Les frères Sylvain et François Vachon, Claude Berger, Michel Vallières et Yvon Tanguay ont été libérés des multiples chefs d'accusation pour meurtre et de complots pour meurtre qui pesaient contre eux.

Les cinq accusés étaient reliés au chapitre des Hells Angels de Sherbrooke.

Le procès SharQc a avorté en octobre, suivant un jugement accueillant une requête en arrêt des procédures basé sur des lacunes dans la communication de la preuve.

Une quinzaine d'individus associés au chapitre de Sherbrooke des Hells Angels demandent à la Cour d'appel du Québec la permission de retirer leur plaidoyer de culpabilité enregistré dans le dossier SharQc. Ces individus ont déposé au début novembre des requêtes en permission d'en appeler devant le plus haut tribunal au Québec. Ils avaient tous plaidé coupables au complot général pour meurtre.

Les requêtes « pour prorogation des délais d'appel » et la permission d'en appeler de leur condamnation à la suite d'un plaidoyer de culpabilité enregistré devant la Cour supérieure ont été entendues devant un banc de trois juges de la Cour d'appel du Québec en décembre. Se basant sur l'arrêt des procédures de leurs frères d'armes, ils demandent un arrêt des procédures sinon la reprise de leur procès de complot pour meurtre.

Le ministère public a entrepris des démarches devant le tribunal pour saisir le repaire de Lennoxville comme bien infractionnel. Ces démarches vont se poursuivre en 2016.

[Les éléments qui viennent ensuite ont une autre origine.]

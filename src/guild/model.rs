//! Guild-scoped records: welcome settings and reaction-role bindings.

use serde::{Deserialize, Serialize};

/// Per-guild welcome settings. One per guild.
#[derive(Debug, Clone, Default, PartialEq, Eq, Serialize, Deserialize)]
pub struct WelcomeConfig {
    pub guild_id: u64,
    pub channel_id: Option<u64>,
    pub message: Option<String>,
    #[serde(default)]
    pub user_role_ids: Vec<u64>,
    #[serde(default)]
    pub bot_role_ids: Vec<u64>,
}

impl WelcomeConfig {
    pub fn new(guild_id: u64) -> Self {
        Self {
            guild_id,
            ..Self::default()
        }
    }

    /// Roles to grant a joining member.
    pub fn roles_for(&self, is_bot: bool) -> &[u64] {
        if is_bot {
            &self.bot_role_ids
        } else {
            &self.user_role_ids
        }
    }
}

/// Reacting with `emoji` on `message_id` grants `role_ids`.
#[derive(Debug, Clone, PartialEq, Eq, Serialize, Deserialize)]
pub struct ReactionRoleBinding {
    pub id: u64,
    pub guild_id: u64,
    pub message_id: u64,
    /// Unicode emoji, or the numeric id of a custom emoji.
    pub emoji: String,
    pub role_ids: Vec<u64>,
}

#[derive(Debug, Clone, PartialEq, Eq)]
pub struct NewReactionRole {
    pub guild_id: u64,
    pub message_id: u64,
    pub emoji: String,
    pub role_ids: Vec<u64>,
}
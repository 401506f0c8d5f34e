//! Avatar personas: records, validation, caching and the creation wizard.

pub mod cache;
pub mod model;
pub mod validate;
pub mod wizard;

pub use cache::AvatarCache;
pub use wizard::{AvatarForm, AvatarWizard, WizardState};
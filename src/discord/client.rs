//! Discord client lifecycle: build, connect, reconnect, shut down.

use std::sync::Arc;
use std::time::Duration;

use backon::BackoffBuilder;
use serenity::http::HttpBuilder;
use serenity::prelude::*;
use serenity::Client;
use tokio::sync::{mpsc, watch};
use tokio::time::sleep;
use tracing::{debug, error, info, warn};

use crate::config::DiscordConfig;
use crate::discord::handler::{DiscordBotEvent, DiscordBotEvents, EventRouter};
use crate::discord::webhook::WebhookGateway;
use crate::dispatch::Router;
use crate::proxy::BracketInterceptor;

const MAX_RECONNECT_DELAY: Duration = Duration::from_secs(300);

fn intents() -> GatewayIntents {
    GatewayIntents::GUILDS
        | GatewayIntents::GUILD_MESSAGES
        | GatewayIntents::MESSAGE_CONTENT
        | GatewayIntents::GUILD_MEMBERS
        | GatewayIntents::GUILD_MESSAGE_REACTIONS
}

async fn build_client(
    token: &str,
    discord_events_tx: mpsc::UnboundedSender<DiscordBotEvent>,
) -> anyhow::Result<Client> {
    let reqwest_client = reqwest::Client::builder()
        .timeout(Duration::from_secs(15))
        .connect_timeout(Duration::from_secs(10))
        .build()?;

    let http = HttpBuilder::new(token).client(reqwest_client).build();

    let client = serenity::client::ClientBuilder::new_with_http(http, intents())
        .event_handler(DiscordBotEvents::new(discord_events_tx))
        .await?;
    Ok(client)
}

/// 5s initial, 5min max, factor 1.1, with jitter, unlimited retries.
fn discord_backoff() -> impl Iterator<Item = Duration> {
    backon::ExponentialBuilder::default()
        .with_min_delay(Duration::from_secs(5))
        .with_max_delay(MAX_RECONNECT_DELAY)
        .with_factor(1.1)
        .with_jitter()
        .without_max_times()
        .build()
}

pub struct DiscordBotBuilder {
    config: DiscordConfig,
    router: Arc<Router>,
    shutdown_rx: watch::Receiver<bool>,
}

impl DiscordBotBuilder {
    pub fn new(config: DiscordConfig, router: Arc<Router>, shutdown_rx: watch::Receiver<bool>) -> Self {
        Self {
            config,
            router,
            shutdown_rx,
        }
    }

    pub async fn build(self) -> anyhow::Result<DiscordBot> {
        let (discord_events_tx, discord_events_rx) = mpsc::unbounded_channel::<DiscordBotEvent>();
        let client = build_client(&self.config.token, discord_events_tx.clone()).await?;

        let ctx = self.router.context();
        let gateway = Arc::new(WebhookGateway::new(client.http.clone()));
        let interceptor = Arc::new(BracketInterceptor::new(ctx.cache.clone(), gateway));
        let events = Arc::new(EventRouter::new(
            self.router.clone(),
            interceptor,
            ctx.guilds.clone(),
            self.config.guild_id,
        ));

        match self.config.guild_id {
            Some(id) => info!("Slash commands will be registered in guild {}", id),
            None => info!("Slash commands will be registered globally"),
        }

        Ok(DiscordBot {
            client: Some(client),
            token: self.config.token,
            events,
            discord_events_rx,
            discord_events_tx,
            shutdown_rx: self.shutdown_rx,
        })
    }
}

pub struct DiscordBot {
    client: Option<Client>,
    token: String,
    events: Arc<EventRouter>,
    discord_events_rx: mpsc::UnboundedReceiver<DiscordBotEvent>,
    discord_events_tx: mpsc::UnboundedSender<DiscordBotEvent>,
    shutdown_rx: watch::Receiver<bool>,
}

impl DiscordBot {
    pub async fn run(mut self) {
        let shard_manager = self.client.as_ref().map(|c| c.shard_manager.clone());
        let shutdown_rx = &mut self.shutdown_rx;

        tokio::select! {
            _ = Self::run_connection(&mut self.client, &self.token, &self.discord_events_tx) => {},
            _ = Self::process_events(&mut self.discord_events_rx, &self.events) => {},
            _ = async {
                loop {
                    if shutdown_rx.changed().await.is_err() || *shutdown_rx.borrow() {
                        break;
                    }
                }
                if let Some(ref manager) = shard_manager {
                    info!("Initiating graceful Discord shutdown...");
                    manager.shutdown_all().await;
                    info!("Discord shutdown complete");
                }
            } => {}
        }
        info!("Discord task ended");
    }

    async fn run_connection(
        client: &mut Option<Client>,
        token: &str,
        discord_events_tx: &mpsc::UnboundedSender<DiscordBotEvent>,
    ) {
        let mut backoff = discord_backoff();

        loop {
            info!("Connecting to Discord...");

            let mut client = match client.take() {
                Some(client) => client,
                None => match build_client(token, discord_events_tx.clone()).await {
                    Ok(client) => {
                        backoff = discord_backoff();
                        client
                    }
                    Err(e) => {
                        error!("Failed to rebuild Discord client: {}", e);
                        let delay = backoff.next().unwrap_or(MAX_RECONNECT_DELAY);
                        warn!("Retrying in {:.1}s...", delay.as_secs_f64());
                        sleep(delay).await;
                        continue;
                    }
                },
            };

            match client.start().await {
                Ok(()) => {
                    info!("Discord client disconnected normally");
                    let _ = discord_events_tx.send(DiscordBotEvent::Disconnected);
                    break;
                }
                Err(e) => {
                    error!("Discord client error: {}", e);
                    let delay = backoff.next().unwrap_or(MAX_RECONNECT_DELAY);
                    warn!(
                        "Discord disconnected. Reconnecting in {:.1}s...",
                        delay.as_secs_f64()
                    );
                    let _ = discord_events_tx.send(DiscordBotEvent::Disconnected);
                    sleep(delay).await;
                }
            }
        }
    }

    /// Each event is handled in its own task.
    async fn process_events(
        discord_events_rx: &mut mpsc::UnboundedReceiver<DiscordBotEvent>,
        events: &Arc<EventRouter>,
    ) {
        while let Some(event) = discord_events_rx.recv().await {
            let events = Arc::clone(events);
            tokio::spawn(async move { events.handle(event).await });
        }
        debug!("Discord events channel closed.");
    }
}
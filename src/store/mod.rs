//! Persistence contracts.
//!
//! The bot treats storage as an opaque repository. [`JsonStore`] is the
//! shipped implementation.

pub mod json;

use async_trait::async_trait;

use crate::avatar::model::{Avatar, NewAvatar};
use crate::common::error::StoreResult;
use crate::guild::model::{NewReactionRole, ReactionRoleBinding, WelcomeConfig};

pub use json::JsonStore;

/// Avatar CRUD.
#[async_trait]
pub trait AvatarRepository: Send + Sync {
    /// Every avatar of `owner_id`, most recently created first.
    async fn find_all(&self, owner_id: u64) -> StoreResult<Vec<Avatar>>;

    async fn find_by_name(&self, owner_id: u64, name: &str) -> StoreResult<Option<Avatar>>;

    /// Insert at level 1. Fails with `Conflict` if the owner already uses the name.
    async fn create(&self, avatar: NewAvatar) -> StoreResult<Avatar>;

    /// Replace the stored record with the same id.
    async fn update(&self, avatar: &Avatar) -> StoreResult<()>;

    /// Returns whether a record was removed.
    async fn destroy(&self, id: u64) -> StoreResult<bool>;
}

/// Welcome settings and reaction-role bindings.
#[async_trait]
pub trait GuildRepository: Send + Sync {
    async fn find_welcome(&self, guild_id: u64) -> StoreResult<Option<WelcomeConfig>>;

    /// Insert or replace the guild's welcome settings.
    async fn save_welcome(&self, config: WelcomeConfig) -> StoreResult<()>;

    async fn destroy_welcome(&self, guild_id: u64) -> StoreResult<bool>;

    async fn find_all_reaction_roles(&self, guild_id: u64) -> StoreResult<Vec<ReactionRoleBinding>>;

    async fn find_reaction_role(
        &self,
        guild_id: u64,
        message_id: u64,
        emoji: &str,
    ) -> StoreResult<Option<ReactionRoleBinding>>;

    /// Fails with `Conflict` if (message, emoji) is already bound.
    async fn create_reaction_role(&self, binding: NewReactionRole) -> StoreResult<ReactionRoleBinding>;

    async fn destroy_reaction_role(&self, guild_id: u64, id: u64) -> StoreResult<bool>;
}
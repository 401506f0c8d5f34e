//! Recording responder for handler and router tests.

use std::collections::VecDeque;
use std::sync::Mutex;
use std::time::Duration;

use async_trait::async_trait;

use crate::common::error::DownstreamError;
use crate::dispatch::responder::Responder;
use crate::dispatch::response::{Choice, ModalForm, Response};

#[derive(Debug, Clone, PartialEq)]
pub enum Sent {
    Defer,
    Modal(ModalForm),
    Choices(Vec<Choice>),
    Message(Response),
    Plain(String),
    Reaction(u64, String),
}

#[derive(Default)]
pub struct RecordingResponder {
    pub sent: Mutex<Vec<Sent>>,
    /// Answers for `next_message`, consumed front first.
    pub incoming: Mutex<VecDeque<String>>,
    pub fail_sends: bool,
}

impl RecordingResponder {
    pub fn new() -> Self {
        Self::default()
    }

    pub fn failing() -> Self {
        Self {
            fail_sends: true,
            ..Self::default()
        }
    }

    pub fn with_incoming(messages: &[&str]) -> Self {
        Self {
            incoming: Mutex::new(messages.iter().map(|m| m.to_string()).collect()),
            ..Self::default()
        }
    }

    pub fn sent(&self) -> Vec<Sent> {
        self.sent.lock().unwrap().clone()
    }

    /// The last message response, if any.
    pub fn last_message(&self) -> Option<Response> {
        self.sent().into_iter().rev().find_map(|sent| match sent {
            Sent::Message(response) => Some(response),
            _ => None,
        })
    }

    fn record(&self, sent: Sent) {
        self.sent.lock().unwrap().push(sent);
    }
}

#[async_trait]
impl Responder for RecordingResponder {
    async fn defer(&self) -> Result<(), DownstreamError> {
        self.record(Sent::Defer);
        Ok(())
    }

    async fn modal(&self, form: &ModalForm) -> Result<(), DownstreamError> {
        self.record(Sent::Modal(form.clone()));
        Ok(())
    }

    async fn choices(&self, choices: &[Choice]) -> Result<(), DownstreamError> {
        self.record(Sent::Choices(choices.to_vec()));
        Ok(())
    }

    async fn send(&self, response: &Response) -> Result<(), DownstreamError> {
        if self.fail_sends {
            return Err(DownstreamError::platform("send refused"));
        }
        self.record(Sent::Message(response.clone()));
        Ok(())
    }

    async fn send_plain(&self, content: &str) -> Result<(), DownstreamError> {
        self.record(Sent::Plain(content.to_string()));
        Ok(())
    }

    async fn next_message(&self, _timeout: Duration) -> Result<Option<String>, DownstreamError> {
        Ok(self.incoming.lock().unwrap().pop_front())
    }

    async fn react(&self, message_id: u64, emoji: &str) -> Result<(), DownstreamError> {
        self.record(Sent::Reaction(message_id, emoji.to_string()));
        Ok(())
    }
}
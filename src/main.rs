//! Masquerade - speak as your characters on Discord.
//!
//! Users register avatars (name, bracket, image, species); any message
//! wrapped in an avatar's bracket is reposted under that avatar's identity.
//! Guilds also get welcome messages and reaction roles.

mod avatar;
mod common;
mod config;
mod discord;
mod dispatch;
mod guild;
mod handlers;
mod proxy;
mod render;
mod stats;
mod store;

use std::sync::Arc;
use std::time::Duration;

use anyhow::Result;
use tokio::signal;
use tokio::sync::watch;
use tracing::{debug, error, info, warn};

use avatar::{AvatarCache, AvatarWizard};
use config::{env::get_config_path, load_and_validate};
use discord::DiscordBotBuilder;
use dispatch::{BotContext, DispatchRegistry, Router};
use guild::GuildPatterns;
use render::{CardRenderer, DisabledRenderer, HttpRenderer};
use stats::SpeciesCatalog;
use store::JsonStore;

#[tokio::main]
async fn main() -> Result<()> {
    tracing_subscriber::fmt()
        .with_env_filter(
            tracing_subscriber::EnvFilter::from_default_env()
                .add_directive(tracing::Level::INFO.into()),
        )
        .init();

    info!("Masquerade v{} starting...", env!("CARGO_PKG_VERSION"));

    let config_path = get_config_path();
    info!("Loading configuration from {}...", config_path);

    let config = load_and_validate(&config_path).map_err(|e| {
        error!("Failed to load configuration: {}", e);
        error!("Please ensure {} exists and is properly formatted.", config_path);
        e
    })?;

    info!("Configuration loaded successfully");
    info!("  Environment: {:?}", config.discord.environment);
    info!("  Store: {}", config.store.path);
    info!("  Species: {}", config.species.path);

    let store = Arc::new(JsonStore::open(&config.store.path).await?);
    let catalog = Arc::new(SpeciesCatalog::load(&config.species.path)?);
    info!("Loaded {} species", catalog.iter().count());

    let renderer: Arc<dyn CardRenderer> = match &config.renderer.endpoint {
        Some(endpoint) => {
            info!("  Renderer: {}", endpoint);
            Arc::new(HttpRenderer::new(
                endpoint.clone(),
                Duration::from_secs(config.renderer.timeout_secs),
            )?)
        }
        None => {
            info!("  Renderer: disabled");
            Arc::new(DisabledRenderer)
        }
    };

    let (shutdown_tx, shutdown_rx) = watch::channel(false);

    let cache = Arc::new(AvatarCache::new(
        store.clone(),
        Duration::from_secs(config.cache.avatar_ttl_secs),
    ));
    let wizard = Arc::new(AvatarWizard::new(
        store.clone(),
        cache.clone(),
        catalog.clone(),
        Duration::from_secs(config.cache.wizard_ttl_secs),
    ));

    let sweep_every = Duration::from_secs(config.cache.sweep_interval_secs);
    let sweepers = [
        cache.entries().spawn_sweeper("avatar", sweep_every, shutdown_rx.clone()),
        wizard.sessions().spawn_sweeper("wizard", sweep_every, shutdown_rx.clone()),
    ];

    let ctx = Arc::new(BotContext {
        avatars: store.clone(),
        guilds: store,
        cache,
        wizard,
        catalog,
        renderer,
        patterns: GuildPatterns::new()?,
        environment: config.discord.environment,
    });

    let mut registry = DispatchRegistry::new();
    handlers::register_all(&mut registry);
    info!("Registered {} interaction handlers", registry.len());
    let router = Arc::new(Router::new(registry, ctx));

    let discord_bot = DiscordBotBuilder::new(config.discord.clone(), router, shutdown_rx.clone())
        .build()
        .await?;

    info!("Starting Discord bot...");
    let mut discord_task = tokio::spawn(discord_bot.run());

    let shutdown = tokio::select! {
        biased;
        _ = shutdown_signal() => {
            info!("Shutdown signal received - disconnecting...");
            true
        }
        _ = &mut discord_task => false,
    };

    if let Err(e) = shutdown_tx.send(true) {
        debug!("Shutdown channel closed: {}", e);
    }

    if shutdown {
        match tokio::time::timeout(Duration::from_secs(5), discord_task).await {
            Ok(Ok(())) => info!("Discord client stopped gracefully"),
            Ok(Err(e)) => warn!("Discord task panicked: {}", e),
            Err(_) => warn!("Discord shutdown timed out"),
        }
    }
    for sweeper in sweepers {
        if let Err(e) = sweeper.await {
            warn!("Cache sweeper ended abnormally: {}", e);
        }
    }

    info!("Exiting...");
    Ok(())
}

async fn shutdown_signal() {
    let ctrl_c = async {
        signal::ctrl_c()
            .await
            .expect("Failed to install Ctrl+C handler");
    };

    #[cfg(unix)]
    let terminate = async {
        signal::unix::signal(signal::unix::SignalKind::terminate())
            .expect("Failed to install SIGTERM handler")
            .recv()
            .await;
    };

    #[cfg(not(unix))]
    let terminate = std::future::pending::<()>();

    tokio::select! {
        _ = ctrl_c => info!("Received Ctrl+C"),
        _ = terminate => info!("Received SIGTERM"),
    }
}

Le procès du dossier « kayak », qui visait les individus qui avaient repris le commerce des stupéfiants à Sherbrooke à la suite de l'incarcération des Hells Angels en 2009, a pu commencer.

Certains accusés ont réglé leurs comptes avec la justice, notamment le membre en règle des Hells Angels de Sherbrooke Vincent Boulanger qui est un homme libre.

Boulanger a purgé 30 mois de prison pour son implication dans le dossier « kayak ». Comptabilisée à temps et demi, la peine de détention qui équivaut à 45 mois de détention a pris fin après sa condamnation le 11 décembre.

Boulanger avait plaidé coupable en septembre dernier à son implication dans le trafic de cocaïne. Le membre en règle du chapitre de Sherbrooke servait de lien entre le trafiquant Serge Pinard et les frères Sylvain et François Vachon, deux Hells Angels de Sherbrooke libérés dans le cadre du procès SharQc à Montréal.

Vérifications et constats d'infraction

Une opération de contrôle fortuite envers des membres en règle des Hells Angels et certains sympathisants s'est déroulée en mai à Sherbrooke.

Près d'une quinzaine de constats d'infraction au Code de la sécurité routière (CSR) ont été donnés aux sept motards qui déambulaient en groupe dans les rues de Sherbrooke. Pendant plus d'une heure, les patrouilleurs, mais aussi les enquêteurs du service de renseignements du Service de police de Sherbrooke, ont procédé à de multiples vérifications près de la très achalandée intersection de la rue King Ouest et du boulevard Jacques-Cartier.